> _Data under study_
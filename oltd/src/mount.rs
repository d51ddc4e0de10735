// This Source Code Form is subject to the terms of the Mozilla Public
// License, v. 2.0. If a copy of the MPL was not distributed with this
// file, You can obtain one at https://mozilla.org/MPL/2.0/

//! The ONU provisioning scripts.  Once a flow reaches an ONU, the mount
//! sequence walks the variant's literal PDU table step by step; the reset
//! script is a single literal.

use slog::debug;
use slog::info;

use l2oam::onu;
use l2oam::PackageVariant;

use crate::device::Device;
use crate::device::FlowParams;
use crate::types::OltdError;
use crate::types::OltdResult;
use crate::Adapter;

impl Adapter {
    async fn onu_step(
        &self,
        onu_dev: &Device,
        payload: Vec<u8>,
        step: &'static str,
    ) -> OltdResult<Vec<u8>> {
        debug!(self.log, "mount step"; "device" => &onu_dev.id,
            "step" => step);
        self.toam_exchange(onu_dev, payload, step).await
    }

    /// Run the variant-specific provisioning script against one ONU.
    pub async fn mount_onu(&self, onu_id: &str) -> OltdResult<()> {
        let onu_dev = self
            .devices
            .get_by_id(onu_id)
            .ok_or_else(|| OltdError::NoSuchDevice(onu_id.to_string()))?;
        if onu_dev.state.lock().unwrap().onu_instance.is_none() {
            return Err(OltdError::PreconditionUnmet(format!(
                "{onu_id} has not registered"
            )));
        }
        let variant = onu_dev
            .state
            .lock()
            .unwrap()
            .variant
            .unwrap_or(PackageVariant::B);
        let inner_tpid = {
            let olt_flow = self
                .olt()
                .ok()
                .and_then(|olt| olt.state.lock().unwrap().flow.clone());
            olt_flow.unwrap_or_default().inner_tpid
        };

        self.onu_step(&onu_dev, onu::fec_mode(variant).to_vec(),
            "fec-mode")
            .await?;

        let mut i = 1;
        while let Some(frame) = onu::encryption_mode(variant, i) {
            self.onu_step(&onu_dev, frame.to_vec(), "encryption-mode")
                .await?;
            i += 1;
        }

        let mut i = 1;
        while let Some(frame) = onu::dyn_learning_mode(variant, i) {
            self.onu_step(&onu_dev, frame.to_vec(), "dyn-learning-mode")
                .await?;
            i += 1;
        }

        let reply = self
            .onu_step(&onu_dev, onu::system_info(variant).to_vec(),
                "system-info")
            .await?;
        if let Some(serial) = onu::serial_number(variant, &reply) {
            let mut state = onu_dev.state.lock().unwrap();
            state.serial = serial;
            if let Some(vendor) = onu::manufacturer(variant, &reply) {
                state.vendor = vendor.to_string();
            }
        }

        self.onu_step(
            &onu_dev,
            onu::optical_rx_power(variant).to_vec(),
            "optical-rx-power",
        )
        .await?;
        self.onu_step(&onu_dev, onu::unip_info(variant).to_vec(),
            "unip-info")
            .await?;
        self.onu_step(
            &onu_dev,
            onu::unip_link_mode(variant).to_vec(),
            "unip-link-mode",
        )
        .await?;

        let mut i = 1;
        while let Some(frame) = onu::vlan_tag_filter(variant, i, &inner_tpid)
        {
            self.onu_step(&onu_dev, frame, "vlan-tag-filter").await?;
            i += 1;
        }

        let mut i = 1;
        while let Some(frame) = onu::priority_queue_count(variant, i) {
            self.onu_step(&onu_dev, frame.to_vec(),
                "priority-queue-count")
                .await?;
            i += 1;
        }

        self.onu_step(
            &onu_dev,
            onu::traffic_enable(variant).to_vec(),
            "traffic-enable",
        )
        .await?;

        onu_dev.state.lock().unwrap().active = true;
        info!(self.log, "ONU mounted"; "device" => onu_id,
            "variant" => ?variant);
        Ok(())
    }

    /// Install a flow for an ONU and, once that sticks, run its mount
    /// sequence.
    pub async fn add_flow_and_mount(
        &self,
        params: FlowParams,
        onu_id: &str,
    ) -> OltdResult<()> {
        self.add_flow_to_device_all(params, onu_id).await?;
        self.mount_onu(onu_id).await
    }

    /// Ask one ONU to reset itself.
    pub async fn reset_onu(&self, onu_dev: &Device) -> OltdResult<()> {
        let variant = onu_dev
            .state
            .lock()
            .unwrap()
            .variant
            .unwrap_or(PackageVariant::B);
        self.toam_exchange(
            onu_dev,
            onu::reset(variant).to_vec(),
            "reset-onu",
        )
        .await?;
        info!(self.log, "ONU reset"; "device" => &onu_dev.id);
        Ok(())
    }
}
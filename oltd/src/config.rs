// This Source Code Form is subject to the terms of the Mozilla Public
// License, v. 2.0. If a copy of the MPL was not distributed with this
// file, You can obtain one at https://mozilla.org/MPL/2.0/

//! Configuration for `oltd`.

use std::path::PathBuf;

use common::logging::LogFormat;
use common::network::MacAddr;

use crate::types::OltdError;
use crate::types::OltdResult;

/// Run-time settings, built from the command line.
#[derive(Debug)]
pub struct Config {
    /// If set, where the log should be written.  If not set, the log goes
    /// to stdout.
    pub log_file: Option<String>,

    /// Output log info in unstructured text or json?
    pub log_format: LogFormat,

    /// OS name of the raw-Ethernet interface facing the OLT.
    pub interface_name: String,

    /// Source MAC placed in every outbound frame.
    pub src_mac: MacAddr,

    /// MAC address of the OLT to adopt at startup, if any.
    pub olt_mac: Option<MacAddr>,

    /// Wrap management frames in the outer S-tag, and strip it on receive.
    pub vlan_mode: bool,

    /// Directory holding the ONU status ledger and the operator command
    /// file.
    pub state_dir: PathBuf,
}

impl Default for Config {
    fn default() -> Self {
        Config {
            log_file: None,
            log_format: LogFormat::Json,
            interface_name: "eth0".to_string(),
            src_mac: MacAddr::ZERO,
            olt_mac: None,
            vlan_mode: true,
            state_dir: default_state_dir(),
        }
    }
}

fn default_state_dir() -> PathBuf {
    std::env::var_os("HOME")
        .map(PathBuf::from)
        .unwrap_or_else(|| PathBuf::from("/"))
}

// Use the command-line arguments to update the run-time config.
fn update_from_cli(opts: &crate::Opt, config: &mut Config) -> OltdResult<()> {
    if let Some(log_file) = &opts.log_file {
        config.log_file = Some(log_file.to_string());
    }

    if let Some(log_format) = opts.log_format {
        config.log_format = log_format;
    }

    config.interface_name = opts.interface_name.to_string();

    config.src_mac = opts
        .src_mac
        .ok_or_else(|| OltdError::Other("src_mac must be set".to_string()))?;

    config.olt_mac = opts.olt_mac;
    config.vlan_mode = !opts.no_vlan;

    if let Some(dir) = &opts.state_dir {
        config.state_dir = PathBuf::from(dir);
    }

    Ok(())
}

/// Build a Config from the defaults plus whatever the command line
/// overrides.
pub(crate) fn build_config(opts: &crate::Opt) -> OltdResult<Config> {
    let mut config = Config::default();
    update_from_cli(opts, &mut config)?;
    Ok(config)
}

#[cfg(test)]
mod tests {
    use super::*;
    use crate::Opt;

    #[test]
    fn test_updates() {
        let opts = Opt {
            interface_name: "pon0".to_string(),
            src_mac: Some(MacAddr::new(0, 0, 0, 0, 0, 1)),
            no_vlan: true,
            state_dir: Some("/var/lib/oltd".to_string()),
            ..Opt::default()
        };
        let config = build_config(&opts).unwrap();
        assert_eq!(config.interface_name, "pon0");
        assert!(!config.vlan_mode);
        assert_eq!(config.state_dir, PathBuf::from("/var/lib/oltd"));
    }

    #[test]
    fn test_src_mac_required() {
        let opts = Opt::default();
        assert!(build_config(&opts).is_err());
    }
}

> _Exercise objective_
Gather every line from the listing above in which the word "literal" appears.

> _Task response_
//! sequence walks the variant's literal PDU table step by step; the reset
//! script is a single literal.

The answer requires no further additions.